Selon l’opinion de quelques hommes, la nature et l’essence des choses naturelles consistent dans leur sujet prochain et informe par lui-même : ainsi la nature du lit est le bois, celle de la statue l’airain. La preuve, dit Antiphon, c’est que si l’on enfouit un lit et que la putréfaction ait la force de faire pousser un rejeton, il se produira non un lit, mais du bois ; ce qui montre que la façon conventionnelle et artificielle [donnée à la chose] n’existe [en elle] que comme accident, tandis que l’essence est ce qui présente une durée continue et reçoit tout cela. Si ces [sujets] à leur tour se trouvent relativement à d’autres dans le même rapport [où la forme était relativement à eux], comme il arrive par exemple pour l’airain et l’or relativement à l’eau, pour les os et le bois relativement à la terre ou encore dans tout autre cas, [alors, dit-on], les nouveaux sujets constituent la nature et l’essence des premiers. C’est pourquoi d’après les uns le feu, d’après les autres la terre, d’après d’autres l’air ou l’eau et d’après d’autres encore plusieurs de ces [corps] ou tous [ensemble] constituent la nature de l’univers. Car celui ou ceux de ces corps qu’on regarde comme étant le sujet des choses, on le présente comme faisant l’essence de tout, tandis que le reste ne serait, à leur égard, qu’affections, habitudes et dispositions. Et chacun d’eux serait éternel (car il n’y aurait point de changement pour le faire sortir de sa manière d’être), tandis que tout le reste subirait à l’infini la génération et la corruption.

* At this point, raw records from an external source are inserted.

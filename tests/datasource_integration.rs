//! Integration tests for datasource polling with mock HTTP servers.

use std::time::Duration;

use gridboard::dashboard::Dashboard;
use gridboard::datasource::DatasourceEvent;
use gridboard::plugin::{PluginRegistry, SettingsMap};
use serde_json::{json, Value};
use wiremock::matchers::{body_string, header, method, path, path_regex};
use wiremock::{Mock, MockServer, ResponseTemplate};

fn settings(value: Value) -> SettingsMap {
    value.as_object().cloned().unwrap_or_default()
}

async fn next_update(
    events: &mut gridboard::dashboard::DashboardEvents,
) -> (String, Value) {
    loop {
        match tokio::time::timeout(Duration::from_secs(5), events.next_datasource_event())
            .await
            .expect("timed out waiting for a datasource event")
            .expect("event channel closed")
        {
            DatasourceEvent::Update { name, payload } => return (name, payload),
            DatasourceEvent::Error { .. } => continue,
        }
    }
}

#[tokio::test]
async fn test_json_datasource_delivers_payload() {
    let server = MockServer::start().await;
    Mock::given(method("GET"))
        .and(path("/metrics"))
        .respond_with(ResponseTemplate::new(200).set_body_json(json!({"temp": 21.5})))
        .mount(&server)
        .await;

    let (mut dashboard, mut events) = Dashboard::new(PluginRegistry::with_builtins());
    dashboard
        .add_datasource(
            "api",
            "JSON",
            settings(json!({
                "url": format!("{}/metrics", server.uri()),
                "refresh": 3600,
                "use_proxy": false,
            })),
        )
        .await
        .unwrap();

    let (name, payload) = next_update(&mut events).await;
    assert_eq!(name, "api");
    assert_eq!(payload, json!({"temp": 21.5}));
    dashboard.clear();
}

#[tokio::test]
async fn test_json_datasource_sends_configured_method_and_headers() {
    let server = MockServer::start().await;
    Mock::given(method("POST"))
        .and(path("/query"))
        .and(header("x-api-key", "secret"))
        .and(body_string("{\"q\":1}"))
        .respond_with(ResponseTemplate::new(200).set_body_json(json!({"rows": 3})))
        .mount(&server)
        .await;

    let (mut dashboard, mut events) = Dashboard::new(PluginRegistry::with_builtins());
    dashboard
        .add_datasource(
            "api",
            "JSON",
            settings(json!({
                "url": format!("{}/query", server.uri()),
                "method": "POST",
                "body": "{\"q\":1}",
                "headers": [{"name": "x-api-key", "value": "secret"}],
                "refresh": 3600,
                "use_proxy": false,
            })),
        )
        .await
        .unwrap();

    let (_, payload) = next_update(&mut events).await;
    assert_eq!(payload, json!({"rows": 3}));
    dashboard.clear();
}

#[tokio::test]
async fn test_json_datasource_falls_back_to_plain_get() {
    // The configured POST fails; the plain-GET fallback stage succeeds.
    let server = MockServer::start().await;
    Mock::given(method("POST"))
        .and(path("/data"))
        .respond_with(ResponseTemplate::new(500))
        .mount(&server)
        .await;
    Mock::given(method("GET"))
        .and(path("/data"))
        .respond_with(ResponseTemplate::new(200).set_body_json(json!({"ok": true})))
        .mount(&server)
        .await;

    let (mut dashboard, mut events) = Dashboard::new(PluginRegistry::with_builtins());
    dashboard
        .add_datasource(
            "api",
            "JSON",
            settings(json!({
                "url": format!("{}/data", server.uri()),
                "method": "POST",
                "refresh": 3600,
                "use_proxy": false,
            })),
        )
        .await
        .unwrap();

    let (_, payload) = next_update(&mut events).await;
    assert_eq!(payload, json!({"ok": true}));
    dashboard.clear();
}

#[tokio::test]
async fn test_json_datasource_relays_through_proxy() {
    // Both direct stages fail; the relay proxy stage serves the data.
    let server = MockServer::start().await;
    let target_url = "http://127.0.0.1:9/unreachable";
    Mock::given(method("GET"))
        .and(path_regex("^/fetch/.+"))
        .respond_with(ResponseTemplate::new(200).set_body_json(json!({"via": "proxy"})))
        .mount(&server)
        .await;

    let (mut dashboard, mut events) = Dashboard::new(PluginRegistry::with_builtins());
    dashboard
        .add_datasource(
            "api",
            "JSON",
            settings(json!({
                "url": target_url,
                "use_proxy": true,
                "proxy_url": server.uri(),
                "refresh": 3600,
            })),
        )
        .await
        .unwrap();

    let (_, payload) = next_update(&mut events).await;
    assert_eq!(payload, json!({"via": "proxy"}));
    dashboard.clear();
}

#[tokio::test]
async fn test_settings_change_polls_immediately() {
    let server = MockServer::start().await;
    Mock::given(method("GET"))
        .and(path("/a"))
        .respond_with(ResponseTemplate::new(200).set_body_json(json!({"from": "a"})))
        .mount(&server)
        .await;
    Mock::given(method("GET"))
        .and(path("/b"))
        .respond_with(ResponseTemplate::new(200).set_body_json(json!({"from": "b"})))
        .mount(&server)
        .await;

    let (mut dashboard, mut events) = Dashboard::new(PluginRegistry::with_builtins());
    dashboard
        .add_datasource(
            "api",
            "JSON",
            settings(json!({
                "url": format!("{}/a", server.uri()),
                "refresh": 3600,
                "use_proxy": false,
            })),
        )
        .await
        .unwrap();
    let (_, payload) = next_update(&mut events).await;
    assert_eq!(payload, json!({"from": "a"}));

    dashboard
        .update_datasource_settings(
            "api",
            settings(json!({
                "url": format!("{}/b", server.uri()),
                "refresh": 3600,
                "use_proxy": false,
            })),
        )
        .await
        .unwrap();

    let (_, payload) = next_update(&mut events).await;
    assert_eq!(payload, json!({"from": "b"}));
    dashboard.clear();
}

#[tokio::test]
async fn test_deleted_datasource_emits_nothing_more() {
    let server = MockServer::start().await;
    Mock::given(method("GET"))
        .and(path("/fast"))
        .respond_with(ResponseTemplate::new(200).set_body_json(json!({"n": 1})))
        .mount(&server)
        .await;

    let (mut dashboard, mut events) = Dashboard::new(PluginRegistry::with_builtins());
    dashboard
        .add_datasource(
            "api",
            "JSON",
            settings(json!({
                "url": format!("{}/fast", server.uri()),
                "refresh": 0.1,
                "use_proxy": false,
            })),
        )
        .await
        .unwrap();
    let _ = next_update(&mut events).await;

    dashboard.delete_datasource("api").unwrap();

    // Drain anything sent before the dispose, then verify silence
    while events.try_next_datasource_event().is_some() {}
    tokio::time::sleep(Duration::from_millis(400)).await;
    assert!(events.try_next_datasource_event().is_none());
}

#[tokio::test]
async fn test_playback_datasource_replays_dataset() {
    let server = MockServer::start().await;
    Mock::given(method("GET"))
        .and(path("/recording.json"))
        .respond_with(
            ResponseTemplate::new(200).set_body_json(json!([{"step": 1}, {"step": 2}])),
        )
        .mount(&server)
        .await;

    let (mut dashboard, mut events) = Dashboard::new(PluginRegistry::with_builtins());
    dashboard
        .add_datasource(
            "replay",
            "playback",
            settings(json!({
                "datafile": format!("{}/recording.json", server.uri()),
                "refresh": 0.05,
                "loop": false,
            })),
        )
        .await
        .unwrap();

    let (_, first) = next_update(&mut events).await;
    let (_, second) = next_update(&mut events).await;
    assert_eq!(first, json!({"step": 1}));
    assert_eq!(second, json!({"step": 2}));
    dashboard.clear();
}

#[tokio::test]
async fn test_clock_datasource_payload_shape() {
    let (mut dashboard, mut events) = Dashboard::new(PluginRegistry::with_builtins());
    dashboard
        .add_datasource("time", "clock", settings(json!({"refresh": 3600})))
        .await
        .unwrap();

    let (name, payload) = next_update(&mut events).await;
    assert_eq!(name, "time");
    for field in [
        "numeric_value",
        "full_string_value",
        "date_string_value",
        "time_string_value",
    ] {
        assert!(payload.get(field).is_some(), "missing {field}");
    }
    dashboard.clear();
}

En un sens donc on appelle nature la matière qui sert de sujet immédiat à chacune des choses qui ont en elles-mêmes un principe de mouvement et de changement ; mais, en un autre sens, c’est le type et la forme telle qu’elle est dans le concept. De même, en effet, qu’on appelle art [dans les choses] ce qu’il y a [en elles] de conformité à l’art et de technique, de même on appelle nature [ce qui constitue dans les choses] la conformité à la nature et le caractère naturel. Or là, [c’est-à-dire dans le domaine des choses artificielles], nous ne dirons pas d’un objet qu’il est conforme à l’art, qu’il y a en lui de l’art, s’il n’est [par exemple] qu’un lit en puissance et ne possède pas encore la forme du lit ; [193b] [ne disons donc] pas non plus [l’équivalent] à propos des choses naturelles [dans le même cas] : car la chair ou l’os en puissance ne possède pas encore sa nature et n’existe pas par nature jusqu’à ce qu’il ait reçu la forme de la chair ou de l’os telle qu’elle est dans le concept, celle que nous énonçons pour définir l’essence de la chair ou de l’os. De sorte que, en cet autre sens, la nature doit être, dans les choses qui possèdent elles-mêmes un principe de mouvement, le type et la forme, [forme] non séparable si ce n’est logiquement. Quant à ce qui résulte de [la réunion] de ces deux [termes, matière et forme], ce n’est plus une nature, mais c’est une chose existant par nature, un homme par exemple. Cette nature est plus [nature] que la matière : en effet chaque chose est dite [être ce qu’elle est] plutôt quand elle est en acte que lorsqu’elle est en puissance. En outre un homme naît d’un homme (mais non un lit d’un lit et c’est pourquoi on dit que la figure du lit n’en est pas la nature, que c’est le bois [qui est cette nature], parce que, par bourgeonnement, il se produirait du bois et non un lit) ; or si cela est, c’est encore que la forme constitue la nature, car un homme naît d’un homme.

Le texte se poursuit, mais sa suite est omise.